» WORK REQUIRED:
Would you repeat every line of the material exactly?
++++ EXERCISE MATERIAL
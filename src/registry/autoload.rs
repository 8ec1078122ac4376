//! Autoload 根目录注册表
//!
//! namespace 前缀 → 目录根的映射，把一棵虚拟 namespace 子树映射到真实
//! 路径子树。解析取最长段前缀；两个根只有前缀完全相同才可能并列，
//! 因此并列在挂载时就按重复前缀拒绝，不留到解析时。

use std::path::PathBuf;

use dashmap::mapref::entry::Entry;
use dashmap::DashMap;

use crate::errors::ResolveError;
use crate::namespace;

#[derive(Default)]
pub struct AutoloadResolver {
    roots: DashMap<String, PathBuf>,
}

impl AutoloadResolver {
    pub fn new() -> Self {
        Self::default()
    }

    /// 挂载一个根；重复前缀立即报 `AmbiguousAutoloadMount`
    pub fn mount(&self, prefix: &str, dir: impl Into<PathBuf>) -> Result<(), ResolveError> {
        let dir = dir.into();
        match self.roots.entry(prefix.to_string()) {
            Entry::Occupied(occupied) => Err(ResolveError::AmbiguousAutoloadMount {
                prefix: prefix.to_string(),
                existing: occupied.get().clone(),
                conflicting: dir,
            }),
            Entry::Vacant(vacant) => {
                vacant.insert(dir);
                Ok(())
            }
        }
    }

    pub fn unmount(&self, prefix: &str) -> bool {
        self.roots.remove(prefix).is_some()
    }

    /// 最长段前缀匹配；把剩余段按文件系统分隔符拼到根目录下
    pub fn resolve(&self, namespace: &str) -> Option<PathBuf> {
        let mut best: Option<(usize, PathBuf, String)> = None;
        for entry in self.roots.iter() {
            let prefix = entry.key();
            if let Some(rest) = namespace::strip_segment_prefix(prefix, namespace) {
                let better = best
                    .as_ref()
                    .map_or(true, |(len, _, _)| prefix.len() > *len);
                if better {
                    best = Some((prefix.len(), entry.value().clone(), rest.to_string()));
                }
            }
        }

        best.map(|(_, mut path, rest)| {
            if !rest.is_empty() {
                for segment in rest.split(namespace::SEPARATOR) {
                    path.push(segment);
                }
            }
            path
        })
    }

    pub fn is_empty(&self) -> bool {
        self.roots.is_empty()
    }
}
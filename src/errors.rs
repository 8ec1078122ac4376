//! 错误类型定义
//!
//! 管线自身只产生 `NotFound` / `CyclicAlias` / `CircularDependency` /
//! `AmbiguousAutoloadMount` 几类错误；工厂和加载器的失败原样透传，
//! 容器不做任何翻译或重试。

use std::path::PathBuf;

use thiserror::Error;

/// 工厂与加载器可携带的任意错误
pub type BoxError = Box<dyn std::error::Error + Send + Sync>;

/// 解析错误
#[derive(Debug, Error)]
pub enum ResolveError {
    /// 没有任何一级（Fake/Binding/Alias/Autoload/回退加载）能解析该 namespace
    #[error("namespace '{namespace}' is not bound, aliased, autoloadable or loadable")]
    NotFound { namespace: String },

    /// Alias 链回到了本次解析已经访问过的 namespace
    #[error("cyclic alias chain: {}", chain.join(" -> "))]
    CyclicAlias { chain: Vec<String> },

    /// 工厂在构造期间（直接或间接）重新解析了正在解析中的 namespace
    #[error("circular dependency while resolving: {}", chain.join(" -> "))]
    CircularDependency { chain: Vec<String> },

    /// 同一前缀重复挂载，挂载时立即失败而不是留到解析时
    #[error("autoload prefix '{prefix}' is already mounted at '{}'", existing.display())]
    AmbiguousAutoloadMount {
        prefix: String,
        existing: PathBuf,
        conflicting: PathBuf,
    },

    /// 工厂本身执行失败，原始错误保留在 source 中
    #[error("factory for '{namespace}' failed: {source}")]
    Factory {
        namespace: String,
        #[source]
        source: BoxError,
    },

    /// 模块加载器报告了「存在但加载失败」之外的错误
    #[error("module loader failed for '{specifier}': {source}")]
    Loader {
        specifier: String,
        #[source]
        source: BoxError,
    },

    /// `resolve_as` 下转型失败
    #[error("value resolved at '{namespace}' is not a {expected}")]
    TypeMismatch {
        namespace: String,
        expected: &'static str,
    },
}

/// 模块加载器错误
///
/// `NotFound` 参与管线回退（autoload 未命中继续走通用加载），
/// `Failed` 表示模块存在但加载失败，立即终止解析。
#[derive(Debug, Error)]
pub enum LoadError {
    #[error("module not found")]
    NotFound,
    #[error(transparent)]
    Failed(#[from] BoxError),
}
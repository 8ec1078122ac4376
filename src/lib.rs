//! namespace 键控的 IoC 容器
//!
//! 以字符串 namespace（形如 `Scope/Module`）为键的服务注册与解析，
//! 解析顺序固定：Fake → Binding → Alias（重入管线）→ Autoload → 模块加载回退。

pub mod container;
pub mod errors;
pub mod loader;
pub mod namespace;
pub mod registry;

// Re-export commonly used items for convenience
pub use container::{Container, ContainerOptions, ContainerStats};
pub use errors::{BoxError, LoadError, ResolveError};
pub use loader::{FsModuleLoader, ModuleLoader, StaticModuleLoader};
pub use registry::bindings::Lifetime;
pub use registry::fakes::FakeOptions;
pub use registry::{DynFactory, SharedValue};
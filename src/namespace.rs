//! namespace 字符串工具
//!
//! namespace 形如 `Scope/Module` 或 `Scope/SubScope/Module`，
//! 大小写敏感，容器不做任何规范化。

/// 段分隔符
pub const SEPARATOR: char = '/';

/// 判断 `prefix` 是否为 `namespace` 的段前缀
///
/// `App` 是 `App/Services/Foo` 的段前缀，但不是 `Application/Foo` 的；
/// 前缀必须在段边界上对齐。
pub fn is_segment_prefix(prefix: &str, namespace: &str) -> bool {
    if prefix.is_empty() || !namespace.starts_with(prefix) {
        return false;
    }
    let rest = &namespace[prefix.len()..];
    rest.is_empty() || rest.starts_with(SEPARATOR)
}

/// 去掉段前缀，返回剩余的段（不含开头分隔符）；前缀不匹配时返回 `None`
pub fn strip_segment_prefix<'a>(prefix: &str, namespace: &'a str) -> Option<&'a str> {
    if !is_segment_prefix(prefix, namespace) {
        return None;
    }
    let rest = &namespace[prefix.len()..];
    Some(rest.strip_prefix(SEPARATOR).unwrap_or(rest))
}
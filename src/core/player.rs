//! Player identification.
//!
//! Senet is strictly a two-player game: the human and the computer. The
//! engine never assumes which of the two is being driven by a person:
//! `Human`/`Computer` are labels for the two seats, and every rules query
//! takes the acting player explicitly.

use serde::{Deserialize, Serialize};

/// One of the two Senet players.
///
/// ```
/// use senet_rules::core::PlayerId;
///
/// assert_eq!(PlayerId::Human.opponent(), PlayerId::Computer);
/// assert_eq!(PlayerId::Computer.opponent(), PlayerId::Human);
/// ```
#[derive(Clone, Copy, Debug, PartialEq, Eq, Hash, Serialize, Deserialize)]
pub enum PlayerId {
    Human,
    Computer,
}

impl PlayerId {
    /// The other player.
    #[must_use]
    pub const fn opponent(self) -> Self {
        match self {
            PlayerId::Human => PlayerId::Computer,
            PlayerId::Computer => PlayerId::Human,
        }
    }

    /// Iterate over both players, human first.
    ///
    /// The order is load-bearing for win detection: when both players could
    /// in principle satisfy a predicate, the human is examined first.
    pub fn all() -> impl Iterator<Item = PlayerId> {
        [PlayerId::Human, PlayerId::Computer].into_iter()
    }
}

impl std::fmt::Display for PlayerId {
    fn fmt(&self, f: &mut std::fmt::Formatter<'_>) -> std::fmt::Result {
        match self {
            PlayerId::Human => write!(f, "Human"),
            PlayerId::Computer => write!(f, "Computer"),
        }
    }
}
++++++++
» WRITTEN SOLUTION:
filename src/registry/autoload.rs
repository 8ec1078122ac4376
//! Autoload 根目录注册表
//!
//! namespace 前缀 → 目录根的映射，把一棵虚拟 namespace 子树映射到真实
//! 路径子树。解析取最长段前缀；两个根只有前缀完全相同才可能并列，
//! 因此并列在挂载时就按重复前缀拒绝，不留到解析时。

use std::path::PathBuf;

use dashmap::mapref::entry::Entry;
use dashmap::DashMap;

use crate::errors::ResolveError;
use crate::namespace;

#[derive(Default)]
pub struct AutoloadResolver {
    roots: DashMap<String, PathBuf>,
}

impl AutoloadResolver {
    pub fn new() -> Self {
        Self::default()
    }

    /// 挂载一个根；重复前缀立即报 `AmbiguousAutoloadMount`
    pub fn mount(&self, prefix: &str, dir: impl Into<PathBuf>) -> Result<(), ResolveError> {
        let dir = dir.into();
        match self.roots.entry(prefix.to_string()) {
            Entry::Occupied(occupied) => Err(ResolveError::AmbiguousAutoloadMount {
                prefix: prefix.to_string(),
                existing: occupied.get().clone(),
                conflicting: dir,
            }),
            Entry::Vacant(vacant) => {
                vacant.insert(dir);
                Ok(())
            }
        }
    }

    pub fn unmount(&self, prefix: &str) -> bool {
        self.roots.remove(prefix).is_some()
    }

    /// 最长段前缀匹配；把剩余段按文件系统分隔符拼到根目录下
    pub fn resolve(&self, namespace: &str) -> Option<PathBuf> {
        let mut best: Option<(usize, PathBuf, String)> = None;
        for entry in self.roots.iter() {
            let prefix = entry.key();
            if let Some(rest) = namespace::strip_segment_prefix(prefix, namespace) {
                let better = best
                    .as_ref()
                    .map_or(true, |(len, _, _)| prefix.len() > *len);
                if better {
                    best = Some((prefix.len(), entry.value().clone(), rest.to_string()));
                }
            }
        }

        best.map(|(_, mut path, rest)| {
            if !rest.is_empty() {
                for segment in rest.split(namespace::SEPARATOR) {
                    path.push(segment);
                }
            }
            path
        })
    }

    pub fn is_empty(&self) -> bool {
        self.roots.is_empty()
    }
}
filename src/errors.rs
repository 8ec1078122ac4376
//! 错误类型定义
//!
//! 管线自身只产生 `NotFound` / `CyclicAlias` / `CircularDependency` /
//! `AmbiguousAutoloadMount` 几类错误；工厂和加载器的失败原样透传，
//! 容器不做任何翻译或重试。

use std::path::PathBuf;

use thiserror::Error;

/// 工厂与加载器可携带的任意错误
pub type BoxError = Box<dyn std::error::Error + Send + Sync>;

/// 解析错误
#[derive(Debug, Error)]
pub enum ResolveError {
    /// 没有任何一级（Fake/Binding/Alias/Autoload/回退加载）能解析该 namespace
    #[error("namespace '{namespace}' is not bound, aliased, autoloadable or loadable")]
    NotFound { namespace: String },

    /// Alias 链回到了本次解析已经访问过的 namespace
    #[error("cyclic alias chain: {}", chain.join(" -> "))]
    CyclicAlias { chain: Vec<String> },

    /// 工厂在构造期间（直接或间接）重新解析了正在解析中的 namespace
    #[error("circular dependency while resolving: {}", chain.join(" -> "))]
    CircularDependency { chain: Vec<String> },

    /// 同一前缀重复挂载，挂载时立即失败而不是留到解析时
    #[error("autoload prefix '{prefix}' is already mounted at '{}'", existing.display())]
    AmbiguousAutoloadMount {
        prefix: String,
        existing: PathBuf,
        conflicting: PathBuf,
    },

    /// 工厂本身执行失败，原始错误保留在 source 中
    #[error("factory for '{namespace}' failed: {source}")]
    Factory {
        namespace: String,
        #[source]
        source: BoxError,
    },

    /// 模块加载器报告了「存在但加载失败」之外的错误
    #[error("module loader failed for '{specifier}': {source}")]
    Loader {
        specifier: String,
        #[source]
        source: BoxError,
    },

    /// `resolve_as` 下转型失败
    #[error("value resolved at '{namespace}' is not a {expected}")]
    TypeMismatch {
        namespace: String,
        expected: &'static str,
    },
}

/// 模块加载器错误
///
/// `NotFound` 参与管线回退（autoload 未命中继续走通用加载），
/// `Failed` 表示模块存在但加载失败，立即终止解析。
#[derive(Debug, Error)]
pub enum LoadError {
    #[error("module not found")]
    NotFound,
    #[error(transparent)]
    Failed(#[from] BoxError),
}
repository 8ec1078122ac4376
filename src/lib.rs
//! namespace 键控的 IoC 容器
//!
//! 以字符串 namespace（形如 `Scope/Module`）为键的服务注册与解析，
//! 解析顺序固定：Fake → Binding → Alias（重入管线）→ Autoload → 模块加载回退。

pub mod container;
pub mod errors;
pub mod loader;
pub mod namespace;
pub mod registry;

// Re-export commonly used items for convenience
pub use container::{Container, ContainerOptions, ContainerStats};
pub use errors::{BoxError, LoadError, ResolveError};
pub use loader::{FsModuleLoader, ModuleLoader, StaticModuleLoader};
pub use registry::bindings::Lifetime;
pub use registry::fakes::FakeOptions;
pub use registry::{DynFactory, SharedValue};
filename src/namespace.rs
//! namespace 字符串工具
//!
//! namespace 形如 `Scope/Module` 或 `Scope/SubScope/Module`，
//! 大小写敏感，容器不做任何规范化。

/// 段分隔符
pub const SEPARATOR: char = '/';

/// 判断 `prefix` 是否为 `namespace` 的段前缀
///
/// `App` 是 `App/Services/Foo` 的段前缀，但不是 `Application/Foo` 的；
/// 前缀必须在段边界上对齐。
pub fn is_segment_prefix(prefix: &str, namespace: &str) -> bool {
    if prefix.is_empty() || !namespace.starts_with(prefix) {
        return false;
    }
    let rest = &namespace[prefix.len()..];
    rest.is_empty() || rest.starts_with(SEPARATOR)
}

/// 去掉段前缀，返回剩余的段（不含开头分隔符）；前缀不匹配时返回 `None`
pub fn strip_segment_prefix<'a>(prefix: &str, namespace: &'a str) -> Option<&'a str> {
    if !is_segment_prefix(prefix, namespace) {
        return None;
    }
    let rest = &namespace[prefix.len()..];
    Some(rest.strip_prefix(SEPARATOR).unwrap_or(rest))
}
filename src/core/player.rs
//! Player identification.
//!
//! Senet is strictly a two-player game: the human and the computer. The
//! engine never assumes which of the two is being driven by a person:
//! `Human`/`Computer` are labels for the two seats, and every rules query
//! takes the acting player explicitly.

use serde::{Deserialize, Serialize};

/// One of the two Senet players.
///
/// ```
/// use senet_rules::core::PlayerId;
///
/// assert_eq!(PlayerId::Human.opponent(), PlayerId::Computer);
/// assert_eq!(PlayerId::Computer.opponent(), PlayerId::Human);
/// ```
#[derive(Clone, Copy, Debug, PartialEq, Eq, Hash, Serialize, Deserialize)]
pub enum PlayerId {
    Human,
    Computer,
}

impl PlayerId {
    /// The other player.
    #[must_use]
    pub const fn opponent(self) -> Self {
        match self {
            PlayerId::Human => PlayerId::Computer,
            PlayerId::Computer => PlayerId::Human,
        }
    }

    /// Iterate over both players, human first.
    ///
    /// The order is load-bearing for win detection: when both players could
    /// in principle satisfy a predicate, the human is examined first.
    pub fn all() -> impl Iterator<Item = PlayerId> {
        [PlayerId::Human, PlayerId::Computer].into_iter()
    }
}

impl std::fmt::Display for PlayerId {
    fn fmt(&self, f: &mut std::fmt::Formatter<'_>) -> std::fmt::Result {
        match self {
            PlayerId::Human => write!(f, "Human"),
            PlayerId::Computer => write!(f, "Computer"),
        }
    }
}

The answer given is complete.